TASK REQUIREMENTS:
Filtering the records below, copy only those lines that include the word "usize".

Dataset entries:
■ ■ ■ ■

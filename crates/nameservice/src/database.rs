//! Account and group databases.
//!
//! [`SystemDatabase`] reads the host's name service through the reentrant
//! libc calls. [`MemoryDatabase`] keeps records in memory and is meant for
//! tests and for embedding the user type on top of another store.

use crate::error::{Error, Result};
use serde::{Deserialize, Serialize};
use std::ffi::{CStr, CString, c_char};
use std::mem::MaybeUninit;
use std::ptr;
use std::sync::{Mutex, RwLock};

/// One entry of the account database
#[derive(Debug, Clone, PartialEq, Eq, Serialize, Deserialize)]
pub struct AccountRecord {
    pub name: String,
    pub uid: u32,
    pub gid: u32,
    /// GECOS field, conventionally the full name
    pub gecos: String,
    /// Home directory
    pub dir: String,
    pub shell: String,
}

impl AccountRecord {
    pub fn new(name: &str, uid: u32, gid: u32) -> Self {
        Self {
            name: name.to_string(),
            uid,
            gid,
            gecos: String::new(),
            dir: format!("/home/{name}"),
            shell: "/bin/sh".to_string(),
        }
    }

    pub fn with_gecos(mut self, gecos: &str) -> Self {
        self.gecos = gecos.to_string();
        self
    }

    pub fn with_dir(mut self, dir: &str) -> Self {
        self.dir = dir.to_string();
        self
    }

    pub fn with_shell(mut self, shell: &str) -> Self {
        self.shell = shell.to_string();
        self
    }
}

/// One entry of the group database
#[derive(Debug, Clone, PartialEq, Eq, Serialize, Deserialize)]
pub struct GroupRecord {
    pub name: String,
    pub gid: u32,
    #[serde(default)]
    pub members: Vec<String>,
}

impl GroupRecord {
    pub fn new(name: &str, gid: u32) -> Self {
        Self {
            name: name.to_string(),
            gid,
            members: Vec::new(),
        }
    }
}

/// Read access to accounts and groups
///
/// Lookups that find nothing return `Ok(None)`; errors are reserved for
/// a database that could not be queried at all.
pub trait AccountDatabase: Send + Sync {
    /// Look up an account by login name
    fn user_by_name(&self, name: &str) -> Result<Option<AccountRecord>>;

    /// Every account, in unspecified order
    fn all_users(&self) -> Result<Vec<AccountRecord>>;

    /// Look up a group by name
    fn group_by_name(&self, name: &str) -> Result<Option<GroupRecord>>;

    /// Look up a group by numeric id
    fn group_by_id(&self, gid: u32) -> Result<Option<GroupRecord>>;
}

// ============================================================================
// System database (libc)
// ============================================================================

/// Initial scratch buffer for the `*_r` calls; grown on ERANGE
const INITIAL_BUFFER: usize = 1024;
const MAX_BUFFER: usize = 1 << 20;

/// getpwent() keeps iteration state in libc; serialize scans
static PWENT_LOCK: Mutex<()> = Mutex::new(());

/// Name service of the running host
#[derive(Debug, Default, Clone, Copy)]
pub struct SystemDatabase;

impl SystemDatabase {
    pub fn new() -> Self {
        Self
    }
}

/// errno values that POSIX allows for "no such entry"
fn is_not_found(errno: i32) -> bool {
    matches!(errno, libc::ENOENT | libc::ESRCH | libc::EBADF | libc::EPERM)
}

fn c_name(name: &str) -> Result<CString> {
    CString::new(name).map_err(|_| Error::Database(format!("name contains NUL byte: {name:?}")))
}

/// Copy a C string owned by libc; null becomes empty
///
/// # Safety
/// `ptr` must be null or point to a NUL-terminated string.
unsafe fn owned_string(ptr: *const c_char) -> String {
    if ptr.is_null() {
        String::new()
    } else {
        // SAFETY: caller guarantees a valid NUL-terminated string
        unsafe { CStr::from_ptr(ptr) }
            .to_string_lossy()
            .into_owned()
    }
}

/// # Safety
/// `pw` must point to a passwd entry filled by libc.
unsafe fn account_from_passwd(pw: &libc::passwd) -> AccountRecord {
    // SAFETY: libc fills every string field with a valid pointer or null
    unsafe {
        AccountRecord {
            name: owned_string(pw.pw_name),
            uid: pw.pw_uid,
            gid: pw.pw_gid,
            gecos: owned_string(pw.pw_gecos),
            dir: owned_string(pw.pw_dir),
            shell: owned_string(pw.pw_shell),
        }
    }
}

/// # Safety
/// `gr` must point to a group entry filled by libc.
unsafe fn group_from_raw(gr: &libc::group) -> GroupRecord {
    let mut members = Vec::new();
    // SAFETY: gr_mem is a null-terminated array of C strings
    unsafe {
        let mut cursor = gr.gr_mem;
        while !cursor.is_null() && !(*cursor).is_null() {
            members.push(owned_string(*cursor));
            cursor = cursor.add(1);
        }
        GroupRecord {
            name: owned_string(gr.gr_name),
            gid: gr.gr_gid,
            members,
        }
    }
}

/// Drive one of the reentrant lookups, growing the buffer on ERANGE
fn reentrant_lookup<T, R>(
    call: &str,
    mut lookup: impl FnMut(*mut T, &mut [c_char], *mut *mut T) -> i32,
    convert: impl Fn(&T) -> R,
) -> Result<Option<R>> {
    let mut buf: Vec<c_char> = vec![0; INITIAL_BUFFER];

    loop {
        let mut entry = MaybeUninit::<T>::uninit();
        let mut result: *mut T = ptr::null_mut();
        let rc = lookup(entry.as_mut_ptr(), &mut buf, &mut result);

        if rc == libc::ERANGE && buf.len() < MAX_BUFFER {
            buf.resize(buf.len() * 2, 0);
            continue;
        }
        if rc != 0 && !is_not_found(rc) {
            return Err(Error::from_errno(call, rc));
        }
        if rc != 0 || result.is_null() {
            return Ok(None);
        }

        // SAFETY: a non-null result points at `entry`, initialized by libc
        return Ok(Some(convert(unsafe { &*result })));
    }
}

impl AccountDatabase for SystemDatabase {
    fn user_by_name(&self, name: &str) -> Result<Option<AccountRecord>> {
        let name = c_name(name)?;
        reentrant_lookup(
            "getpwnam_r",
            |entry, buf, result| {
                // SAFETY: all pointers are valid for the duration of the call
                unsafe { libc::getpwnam_r(name.as_ptr(), entry, buf.as_mut_ptr(), buf.len(), result) }
            },
            // SAFETY: filled by getpwnam_r
            |pw| unsafe { account_from_passwd(pw) },
        )
    }

    fn all_users(&self) -> Result<Vec<AccountRecord>> {
        let _guard = PWENT_LOCK
            .lock()
            .map_err(|_| Error::Database("passwd scan lock poisoned".to_string()))?;

        let mut users = Vec::new();
        // SAFETY: setpwent/getpwent/endpwent are serialized by PWENT_LOCK and
        // each returned entry is copied before the next call
        unsafe {
            libc::setpwent();
            loop {
                let pw = libc::getpwent();
                if pw.is_null() {
                    break;
                }
                users.push(account_from_passwd(&*pw));
            }
            libc::endpwent();
        }

        log::trace!("scanned {} accounts", users.len());
        Ok(users)
    }

    fn group_by_name(&self, name: &str) -> Result<Option<GroupRecord>> {
        let name = c_name(name)?;
        reentrant_lookup(
            "getgrnam_r",
            |entry, buf, result| {
                // SAFETY: all pointers are valid for the duration of the call
                unsafe { libc::getgrnam_r(name.as_ptr(), entry, buf.as_mut_ptr(), buf.len(), result) }
            },
            // SAFETY: filled by getgrnam_r
            |gr| unsafe { group_from_raw(gr) },
        )
    }

    fn group_by_id(&self, gid: u32) -> Result<Option<GroupRecord>> {
        reentrant_lookup(
            "getgrgid_r",
            |entry, buf, result| {
                // SAFETY: all pointers are valid for the duration of the call
                unsafe { libc::getgrgid_r(gid, entry, buf.as_mut_ptr(), buf.len(), result) }
            },
            // SAFETY: filled by getgrgid_r
            |gr| unsafe { group_from_raw(gr) },
        )
    }
}

// ============================================================================
// In-memory database
// ============================================================================

/// Account database held in memory
#[derive(Debug, Default)]
pub struct MemoryDatabase {
    users: RwLock<Vec<AccountRecord>>,
    groups: RwLock<Vec<GroupRecord>>,
}

impl MemoryDatabase {
    pub fn new() -> Self {
        Self::default()
    }

    pub fn with_user(self, record: AccountRecord) -> Self {
        self.upsert_user(record);
        self
    }

    pub fn with_group(self, record: GroupRecord) -> Self {
        if let Ok(mut groups) = self.groups.write() {
            groups.retain(|g| g.name != record.name);
            groups.push(record);
        }
        self
    }

    /// Insert or replace an account by name
    pub fn upsert_user(&self, record: AccountRecord) {
        let mut users = match self.users.write() {
            Ok(users) => users,
            Err(poisoned) => poisoned.into_inner(),
        };
        match users.iter_mut().find(|u| u.name == record.name) {
            Some(existing) => *existing = record,
            None => users.push(record),
        }
    }

    fn read_users(&self) -> Result<std::sync::RwLockReadGuard<'_, Vec<AccountRecord>>> {
        self.users
            .read()
            .map_err(|_| Error::Database("user table lock poisoned".to_string()))
    }

    fn read_groups(&self) -> Result<std::sync::RwLockReadGuard<'_, Vec<GroupRecord>>> {
        self.groups
            .read()
            .map_err(|_| Error::Database("group table lock poisoned".to_string()))
    }
}

impl AccountDatabase for MemoryDatabase {
    fn user_by_name(&self, name: &str) -> Result<Option<AccountRecord>> {
        Ok(self.read_users()?.iter().find(|u| u.name == name).cloned())
    }

    fn all_users(&self) -> Result<Vec<AccountRecord>> {
        Ok(self.read_users()?.clone())
    }

    fn group_by_name(&self, name: &str) -> Result<Option<GroupRecord>> {
        Ok(self.read_groups()?.iter().find(|g| g.name == name).cloned())
    }

    fn group_by_id(&self, gid: u32) -> Result<Option<GroupRecord>> {
        Ok(self.read_groups()?.iter().find(|g| g.gid == gid).cloned())
    }
}

#[cfg(test)]
mod tests {
    use super::*;

    #[test]
    fn test_memory_lookups() {
        let db = MemoryDatabase::new()
            .with_user(AccountRecord::new("alice", 1000, 1000))
            .with_group(GroupRecord::new("staff", 50));

        assert_eq!(db.user_by_name("alice").unwrap().unwrap().uid, 1000);
        assert!(db.user_by_name("bob").unwrap().is_none());
        assert_eq!(db.group_by_name("staff").unwrap().unwrap().gid, 50);
        assert_eq!(db.group_by_id(50).unwrap().unwrap().name, "staff");
        assert!(db.group_by_id(51).unwrap().is_none());
    }

    #[test]
    fn test_upsert_replaces_by_name() {
        let db = MemoryDatabase::new().with_user(AccountRecord::new("alice", 1000, 1000));
        db.upsert_user(AccountRecord::new("alice", 1000, 1000).with_shell("/bin/zsh"));

        let users = db.all_users().unwrap();
        assert_eq!(users.len(), 1);
        assert_eq!(users[0].shell, "/bin/zsh");
    }

    #[test]
    fn test_system_root_account() {
        let db = SystemDatabase::new();
        let root = db.user_by_name("root").unwrap().expect("root account");
        assert_eq!(root.uid, 0);
    }

    #[test]
    fn test_system_missing_account() {
        let db = SystemDatabase::new();
        assert!(
            db.user_by_name("nssync-no-such-user-7f3a")
                .unwrap()
                .is_none()
        );
    }

    #[test]
    fn test_system_scan_contains_root() {
        let users = SystemDatabase::new().all_users().unwrap();
        assert!(users.iter().any(|u| u.uid == 0));
    }

    #[test]
    fn test_system_group_by_id_zero() {
        let group = SystemDatabase::new().group_by_id(0).unwrap();
        assert!(group.is_some());
    }

    #[test]
    fn test_name_with_nul_is_rejected() {
        assert!(SystemDatabase::new().user_by_name("a\0b").is_err());
    }
}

■ ■ ■ ■

RESPONSE TO THIS TASK:
const INITIAL_BUFFER: usize = 1024;
const MAX_BUFFER: usize = 1 << 20;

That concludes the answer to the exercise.